Millions of people use artificial intelligence (AI) tools like ChatGPT daily to do everything from generating code to drawing images to creating business ideas.
Those AI tools appear to be getting better. Back in November 2022 when it was launched, ChatGPT was powered by GPT-3.5, at the time the most powerful model offered by OpenAI. Yet GPT-3.5 was quickly eclipsed by GPT-4 just a few months later. GPT-4 crushed GPT-3.5 on a range of benchmarks, including its performance on the bar exam (GPT-4 scored in the 90th percentile; GPT-3.5 in the 10th). In short order, GPT-4 itself was also overtaken by GPT-4o, now OpenAI’s most powerful model by a long shot.
At the same time, companies like Google, Anthropic, and Microsoft also have developed increasingly capable AI models that seem to blow past the top scores of previous models on a range of tests and evaluations. That makes the trajectory of AI improvement quite clear. Models are getting dramatically better as scaling laws mean their intelligence grows significantly as they’re given more data and compute time.
Today, the top models all appear to be comparably powerful, and leaps and bounds better than their predecessors of just a couple years ago.

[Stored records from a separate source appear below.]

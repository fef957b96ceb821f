//! Plain-data representation of the provider's user-info payload.

use std::collections::BTreeMap;

use serde::Serialize;
use serde_json::Value;

pub type ProfileMap = BTreeMap<String, ProfileValue>;

/// A profile value with every nested object turned into a [`ProfileMap`] and
/// every array into an ordered list.
#[derive(Debug, Clone, PartialEq, Serialize)]
#[serde(untagged)]
pub enum ProfileValue {
    Null,
    Bool(bool),
    Number(serde_json::Number),
    String(String),
    List(Vec<ProfileValue>),
    Map(ProfileMap),
}

impl ProfileValue {
    pub fn as_str(&self) -> Option<&str> {
        match self {
            ProfileValue::String(s) => Some(s),
            _ => None,
        }
    }

    pub fn as_map(&self) -> Option<&ProfileMap> {
        match self {
            ProfileValue::Map(map) => Some(map),
            _ => None,
        }
    }

    /// Falsy values: null, false, zero, `""`, `"0"`, and empty lists or maps.
    pub fn is_empty(&self) -> bool {
        match self {
            ProfileValue::Null => true,
            ProfileValue::Bool(b) => !b,
            ProfileValue::Number(n) => n.as_f64() == Some(0.0),
            ProfileValue::String(s) => s.is_empty() || s == "0",
            ProfileValue::List(items) => items.is_empty(),
            ProfileValue::Map(map) => map.is_empty(),
        }
    }

    /// Scalar rendering used for identifiers (`"42"` and `42` both give `42`).
    pub fn to_scalar_string(&self) -> Option<String> {
        match self {
            ProfileValue::String(s) => Some(s.clone()),
            ProfileValue::Number(n) => Some(n.to_string()),
            ProfileValue::Bool(b) => Some(b.to_string()),
            _ => None,
        }
    }
}

impl From<Value> for ProfileValue {
    fn from(value: Value) -> Self {
        normalize(value)
    }
}

/// Recursively converts decoded JSON into plain values. JSON is a tree, so
/// the recursion always terminates.
pub fn normalize(value: Value) -> ProfileValue {
    match value {
        Value::Null => ProfileValue::Null,
        Value::Bool(b) => ProfileValue::Bool(b),
        Value::Number(n) => ProfileValue::Number(n),
        Value::String(s) => ProfileValue::String(s),
        Value::Array(items) => ProfileValue::List(items.into_iter().map(normalize).collect()),
        Value::Object(fields) => ProfileValue::Map(
            fields
                .into_iter()
                .map(|(key, value)| (key, normalize(value)))
                .collect(),
        ),
    }
}

/// Copies `source[from_key]` into `target` at the dotted path `to_path`,
/// creating intermediate maps. No-op when the source field is missing or empty.
pub fn map_profile(source: &ProfileMap, from_key: &str, to_path: &str, target: &mut ProfileMap) {
    let Some(value) = source.get(from_key) else {
        return;
    };
    if value.is_empty() {
        return;
    }

    let mut segments = to_path.split('.').peekable();
    let mut current = target;
    while let Some(segment) = segments.next() {
        if segments.peek().is_none() {
            current.insert(segment.to_string(), value.clone());
            return;
        }

        let slot = current
            .entry(segment.to_string())
            .or_insert_with(|| ProfileValue::Map(ProfileMap::new()));
        if !matches!(slot, ProfileValue::Map(_)) {
            *slot = ProfileValue::Map(ProfileMap::new());
        }
        current = match slot {
            ProfileValue::Map(map) => map,
            _ => return,
        };
    }
}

However, directly comparing the relative strengths of each model is still difficult. Is GPT-4o or Claude 3.5 Sonnet better at coding? Is Gemini 1.5 Pro or Mistral Large the better choice for document analysis? Which model is more efficient or effective for a specific task or use case?
Those are not easy questions to answer because we lack effective standardized evaluation methods to tell us how good a particular AI model is at a particular thing. There are plenty of tests and benchmarks to measure different outcomes, but they’re still inadequate if you want to definitively understand which model to use for a particular task.
It’s like knowing you’re looking at a group of Olympic gold medalists, but don’t know what sport they play.
A feature or a bug?
To start, the problem lies in the nature of today’s AI systems. The difficulty of measuring them is in many ways a feature, not a bug.
Generative AI, the type of AI that powers OpenAI’s ChatGPT, Anthropic’s Claude, Google’s Gemini, and others, is a general-purpose technology that is good at a lot of different things, not narrowly great and purpose-built for one specific thing. This inherently complicates attempts to measure it consistently.
“Generative AI is designed for versatility, developed through large-scale pre-training to support open-ended applications,” said Matthias Bethge, an AI researcher at Germany’s University of Tübingen. “Traditional evaluation methods, which rely on static tests for predefined abilities, fall short in capturing this versatility.”
As an example, you can use the exact same model to do two wildly different things like, say, generate art in the style of the Dutch Masters and code in Python. You know the model you use to do this is generally state-of-the-art, but you don’t always know if the model is state-of-the-art at the specific task you want to do, chosen from a menu of thousands of tasks the model is capable of doing.
In other words, this incredible AI model may suck at art or code, or both, and be world-class at something else. This presents obvious problems when trying to pick which tools to use to get stuff done, but this obvious problem does not have an obvious solution right now. The best that AI companies can do right now is measure their technology using a range of different methods, said Kathy McKeown, an expert in natural language processing at Columbia University.
“Companies measure the quality of generative AI systems for the most part by evaluation on a suite of task-specific benchmarks,” she said.
Common benchmarks used to measure models include testing them on things like General-Purpose Question Answering (GPQA), performance across a wide range of subject matter expertise (Massive Multitask Language Understanding, or MMLU), and how well a model deals with multimodal inputs (MultiModal Understanding, or MMU). These benchmarks are commonly cited in technical reports by AI companies when they release a new model. Companies also often cite how well models perform on standardized tests designed to evaluate human competency.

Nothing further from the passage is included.